Supreme Court — New York Special Term
Jan 1, 1896
15 Misc. 522 (N.Y. Misc. 1896)

Summary

In Tedesco v. Oppenheimer, 15 Misc. 522, the court said, in defining the possession which must exist in order to exclude a case from the operation of the statute: "Little room is left here for judicial construction, and the conclusion is immediate that the change of possession intended is physical, and not merely legal or constructive.

Summary of this case from Herman v. Leland

Opinion

January, 1896.

George W. Seligman, for plaintiffs.

George M. Mackellar, for defendants.


The defendant Opponheimer, being indebted to the Harlem River Bank, gave the latter three bills of sale, covering a large number of pictures, as security for a past indebtedness and for future advances. The bills of sale bore date respectively on the 20th day of May, 1892, the 15th day of September, 1892, and the 15th day of February, 1893. In September, 1892, his indebtedness amounted to about $15,000, and in May, 1894, when the bank passed into the hands of a receiver, it had increased to the sum of about $24,000; so that, during this intervening period, the bank had apparently continued to make advances under its arrangement with Oppenheimer. The bills of sale were absolute in form, each expressing a substantial money consideration, and in terms transferred the title without qualification. The plaintiffs are judgment creditors of the defendant Oppenheimer, and bring this action to set aside these transfers on the ground that they were intended to and did operate as chattel mortgages, and as such were void because they were not filed as required by law, the property having remained in the possession of the mortgagor. The receiver of the bank alone contests the action, and while admitting that the bills of sale were never filed, insists that the bank was in possession of the property. He also contends that the transfer was not by way of mortgage, but that the pictures were pledged to the bank, and that the arrangement between it and the defendant Oppenheimer, which will be mentioned later, gave it sufficient control over and possession of the property to support the pledge as against Oppenheimer's creditors.

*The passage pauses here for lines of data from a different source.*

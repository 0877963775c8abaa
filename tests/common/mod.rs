use contactbook::RunResult;
use std::fs;
use std::path::{Path, PathBuf};

pub fn suite_dir(suite: &str) -> PathBuf {
    PathBuf::from(env!("CARGO_MANIFEST_DIR"))
        .join("tests")
        .join("test_files")
        .join(suite)
}

/// Runs a script, returning the result and the captured output/error streams
pub fn run(path: &Path) -> (RunResult, String, String) {
    let mut output_stream: Vec<u8> = Vec::new();
    let mut err_stream: Vec<u8> = Vec::new();

    let result = contactbook::run(path, &mut output_stream, &mut err_stream);

    let output = String::from_utf8(output_stream).unwrap();
    let errors = String::from_utf8(err_stream).unwrap();

    (result, output, errors)
}

/// Checks every script in `suite` against `expected/<stem>`
pub fn check_suite(suite: &str) {
    let _ = env_logger::builder().is_test(true).try_init();

    let base_dir = suite_dir(suite);
    let expected_dir = base_dir.join("expected");

    for entry in fs::read_dir(&base_dir).unwrap() {
        let entry = entry.unwrap();
        let path = entry.path();

        // skip the `expected` subdirectory
        if path.is_dir() {
            continue;
        }

        println!("Running test: {}", path.display());

        let test_name = path.file_name().unwrap().to_string_lossy().to_string();
        let (_, output, errors) = run(&path);

        let expected_path = expected_dir.join(path.file_stem().unwrap());
        let expected = fs::read_to_string(&expected_path).unwrap_or_else(|e| {
            panic!(
                "Could not read expected output file for `{}`: {}",
                test_name, e
            )
        });

        let full_output = errors.trim_end().to_owned() + "\n" + &output;
        let normalized_output = full_output.trim().replace("\r\n", "\n");
        let normalized_expected = expected.trim().replace("\r\n", "\n");

        assert_eq!(
            normalized_output,
            normalized_expected,
            "Output mismatch for test `{}`",
            path.display(),
        );
    }
}
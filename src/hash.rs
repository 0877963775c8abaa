use std::num::NonZeroUsize;

pub trait SlotHasher {
    // Maps a key to a slot index in `0..capacity`
    fn slot(&self, key: &str, capacity: NonZeroUsize) -> usize;
}

/// Sums the code points of the key modulo the capacity.
///
/// Anagrams always land in the same slot ("Amy" and "May" collide),
/// and the empty key lands in slot 0.
#[derive(Debug, Clone, Copy, Default)]
pub struct CharSum;

impl SlotHasher for CharSum {
    fn slot(&self, key: &str, capacity: NonZeroUsize) -> usize {
        let capacity = capacity.get() as u64;

        // reducing as we go gives the same result as reducing the total
        let index = key
            .chars()
            .fold(0u64, |acc, c| (acc + u64::from(c as u32)) % capacity);

        log::trace!("hashed {key:?} to slot {index}");

        index as usize
    }
}

impl<F> SlotHasher for F
where
    F: Fn(&str, NonZeroUsize) -> usize,
{
    fn slot(&self, key: &str, capacity: NonZeroUsize) -> usize {
        self(key, capacity)
    }
}
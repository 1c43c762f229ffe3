// storage/src/table/mod.rs

//! Tables: the column and index layout from the table definition plus row
//! level reads and writes.
//!
//! Rows live on data pages listed in the table's owned-pages map. Deleted
//! rows only get a flag on their row pointer. An updated row that outgrows
//! its slot is moved: the new record is written elsewhere, flagged deleted
//! so scans skip it, and the original slot becomes a pointer to it.

mod builder;
mod definition;

pub(crate) use builder::create_table;
pub(crate) use definition::{TYPE_SYSTEM_TABLE, TYPE_USER_TABLE};

use crate::column::{Column, LongValueStore};
use crate::cursor::Cursor;
use crate::file::PageChannel;
use crate::format::JetFormat;
use crate::index::{Entry, Index, IndexColumn, IndexData};
use crate::page::{get_u24, put_u24, put_u32, DataPage, DELETED_ROW_MASK, OVERFLOW_ROW_MASK};
use crate::row::{
    encode_row, ColumnData, EncodedColumn, Row, RowErrorHandler, RowHeader, RowId, RowIdKind,
    MIN_ROW_SIZE, SIZE_OVERFLOW_POINTER,
};
use crate::usage::{PageCursor, SharedUsageMap, UsageMap};
use crate::{Result, StorageError};
use definition::TableDefinition;
use jetdb_core::{DataType, Value};
use parking_lot::Mutex;
use std::fmt;
use std::sync::atomic::{AtomicU64, Ordering};
use std::sync::Arc;
use uuid::Uuid;

/// Counters persisted in the table definition, plus the long value page
/// currently being filled.
#[derive(Debug)]
struct TableState {
    row_count: u32,
    last_auto_number: u32,
    long_value_page: Option<u32>,
}

/// A record as stored: its actual slot, which differs from the row id for
/// moved rows.
struct StoredRecord {
    page: u32,
    row: usize,
    record: Vec<u8>,
}

pub struct Table {
    channel: Arc<PageChannel>,
    name: String,
    table_def_page: u32,
    table_type: u8,
    columns: Vec<Column>,
    indexes: Vec<Index>,
    index_datas: Vec<Arc<IndexData>>,
    owned_pages: SharedUsageMap,
    free_space_pages: SharedUsageMap,
    has_var_columns: bool,
    state: Mutex<TableState>,
    mod_count: AtomicU64,
    error_handler: Arc<dyn RowErrorHandler>,
}
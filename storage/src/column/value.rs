use super::Column;
use crate::format::{Charset, JetFormat};
use crate::{Result, StorageError};
use bytes::BufMut;
use chrono::{Duration, NaiveDate, NaiveDateTime, Timelike};
use jetdb_core::{DataType, Value};
use rust_decimal::Decimal;
use std::str::FromStr;
use uuid::Uuid;

/// Sign byte plus a 16 byte magnitude.
pub const NUMERIC_SIZE: usize = 17;
const NUMERIC_NEGATIVE: u8 = 0x80;
const MONEY_SCALE: u32 = 4;

const COMPRESSED_TEXT_HEADER: [u8; 2] = [0xFF, 0xFE];
const MIN_COMPRESS_CHARS: usize = 3;
const MAX_COMPRESS_CHARS: usize = 1024;

const MILLIS_PER_DAY: f64 = 86_400_000.0;

fn epoch() -> NaiveDateTime {
    NaiveDate::from_ymd_opt(1899, 12, 30)
        .and_then(|d| d.and_hms_opt(0, 0, 0))
        .unwrap_or_default()
}

/// Day count since 1899-12-30 with the time of day as fraction. Before
/// the epoch the fraction is subtracted, so -1.25 is 1899-12-29 06:00.
pub fn to_date_double(value: &NaiveDateTime) -> f64 {
    let base = epoch();
    let days = (value.date() - base.date()).num_days();
    let time = value.time();
    let millis = time.num_seconds_from_midnight() as f64 * 1000.0
        + (time.nanosecond() / 1_000_000) as f64;
    let fraction = millis / MILLIS_PER_DAY;
    if days >= 0 {
        days as f64 + fraction
    } else {
        days as f64 - fraction
    }
}

pub fn from_date_double(value: f64) -> Option<NaiveDateTime> {
    if !value.is_finite() {
        return None;
    }
    let days = value.trunc();
    let millis = ((value - days).abs() * MILLIS_PER_DAY).round() as i64;
    epoch()
        .checked_add_signed(Duration::try_days(days as i64)?)?
        .checked_add_signed(Duration::try_milliseconds(millis)?)
}

/// Splits a decimal, rescaled to `scale`, into its sign and 16 byte big
/// endian magnitude.
pub fn numeric_parts(value: &Decimal, scale: u32) -> Result<(bool, [u8; 16])> {
    let mut scaled = *value;
    scaled.rescale(scale);
    if scaled.scale() != scale {
        return Err(StorageError::InvalidArgument(format!(
            "Value {} cannot be stored with scale {}",
            value, scale
        )));
    }
    let mantissa = scaled.mantissa();
    Ok((mantissa < 0, mantissa.unsigned_abs().to_be_bytes()))
}
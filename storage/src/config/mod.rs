// storage/src/config/mod.rs

//! Options for opening and creating databases.

use crate::codec::{CodecProvider, DefaultCodecProvider};
use crate::format::FileVersion;
use crate::row::{FailingRowErrorHandler, RowErrorHandler};
use crate::{Result, StorageError};
use jetdb_core::SortOrder;
use std::fmt;
use std::sync::Arc;

pub const DEFAULT_TABLE_CACHE_CAPACITY: usize = 64;

/// Settings shared by [`crate::Database::open`] and
/// [`crate::Database::create`]. Built with chained setters:
///
/// ```ignore
/// let options = DatabaseOptions::new().read_only(true).table_cache_capacity(16);
/// ```
#[derive(Clone)]
pub struct DatabaseOptions {
    pub(crate) read_only: bool,
    pub(crate) auto_sync: bool,
    pub(crate) table_cache_capacity: usize,
    pub(crate) codec_provider: Arc<dyn CodecProvider>,
    pub(crate) row_error_handler: Arc<dyn RowErrorHandler>,
    pub(crate) sort_order: Option<SortOrder>,
    pub(crate) file_version: FileVersion,
}

impl Default for DatabaseOptions {
    fn default() -> Self {
        Self {
            read_only: false,
            auto_sync: true,
            table_cache_capacity: DEFAULT_TABLE_CACHE_CAPACITY,
            codec_provider: Arc::new(DefaultCodecProvider),
            row_error_handler: Arc::new(FailingRowErrorHandler),
            sort_order: None,
            file_version: FileVersion::Version4,
        }
    }
}

impl DatabaseOptions {
    pub fn new() -> Self {
        Self::default()
    }

    pub fn read_only(mut self, read_only: bool) -> Self {
        self.read_only = read_only;
        self
    }

    /// Flush the file after every completed write. On by default.
    pub fn auto_sync(mut self, auto_sync: bool) -> Self {
        self.auto_sync = auto_sync;
        self
    }

    /// Number of unreferenced tables kept loaded.
    pub fn table_cache_capacity(mut self, capacity: usize) -> Self {
        self.table_cache_capacity = capacity;
        self
    }

    pub fn codec_provider(mut self, provider: Arc<dyn CodecProvider>) -> Self {
        self.codec_provider = provider;
        self
    }

    pub fn row_error_handler(mut self, handler: Arc<dyn RowErrorHandler>) -> Self {
        self.row_error_handler = handler;
        self
    }

    /// Sort order stored in new databases and used for their text columns.
    /// Defaults to the format's.
    pub fn sort_order(mut self, sort_order: SortOrder) -> Self {
        self.sort_order = Some(sort_order);
        self
    }

    /// Format of new databases.
    pub fn file_version(mut self, version: FileVersion) -> Self {
        self.file_version = version;
        self
    }

    pub fn is_read_only(&self) -> bool {
        self.read_only
    }

    pub fn is_auto_sync(&self) -> bool {
        self.auto_sync
    }

    pub fn get_table_cache_capacity(&self) -> usize {
        self.table_cache_capacity
    }

    pub fn get_file_version(&self) -> FileVersion {
        self.file_version
    }

    pub(crate) fn validate(&self) -> Result<()> {
        if self.table_cache_capacity == 0 {
            return Err(StorageError::Configuration(
                "Table cache capacity must be at least 1".to_string(),
            ));
        }
        Ok(())
    }
}

impl fmt::Debug for DatabaseOptions {
    fn fmt(&self, f: &mut fmt::Formatter<'_>) -> fmt::Result {
        f.debug_struct("DatabaseOptions")
            .field("read_only", &self.read_only)
            .field("auto_sync", &self.auto_sync)
            .field("table_cache_capacity", &self.table_cache_capacity)
            .field("sort_order", &self.sort_order)
            .field("file_version", &self.file_version)
            .finish()
    }
}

Whether the possession was adequate for this purpose it is unnecessary to inquire, as I am of the opinion that the transaction was really a mortgage of the property, and the turning point of the case is found in the solution of the question whether the bank, as mortgagee, had that possession of the property which satisfies the requirements of the statute. Chapter 279 of the Laws of 1833 provides that "every mortgage or conveyance intended to operate as a mortgage of goods and chattels hereafter made, which shall not be accompanied by an immediate delivery and be followed by an actual and continued change of possession of the things mortgaged, shall be absolutely void as against the creditors of the mortgagor, and as against subsequent purchasers and mortgagees in good faith, unless the mortgage, or a true copy thereof, shall be filed as directed in the succeeding section of this act."

I have italicized a portion of the quotation in order to call attention to the clear and vigorous language used to define the possession which must exist in order to exclude a case from the operation of the statute. Little room is left here for judicial construction, and the conclusion is immediate that the change of possession intended is physical, and not merely legal or constructive. The mischief which the law was intended to prevent was the deceptive and resultant injury which would inevitably arise from the indicia of ownership being vested in one who had no title, or only a defeasible one, and who would thus be in a position to secure credit to which he was not entitled, and to perpetrate frauds upon the public, deluded by the evidence of title which the possession and visible dominion over property bespeaks. It is, therefore, a necessary feature of the possession to which the statute refers that it should be open, visible and free from concealment. It then becomes notice in its highest form of the claim of the possessor, and the constructive notice which arises from the filing of the mortgage becomes unnecessary. But where the change of possession is not of that character, so that it fails to disclose itself to others than the immediate parties to the transfer, however honest they may have been in their intentions, the situation exists which the statute was designed to prevent. Crandall v. Brown, 18 Hun, 461; Hale v. Sweet, 40 N.Y. 97; Steele v. Benham, 84 id. 634.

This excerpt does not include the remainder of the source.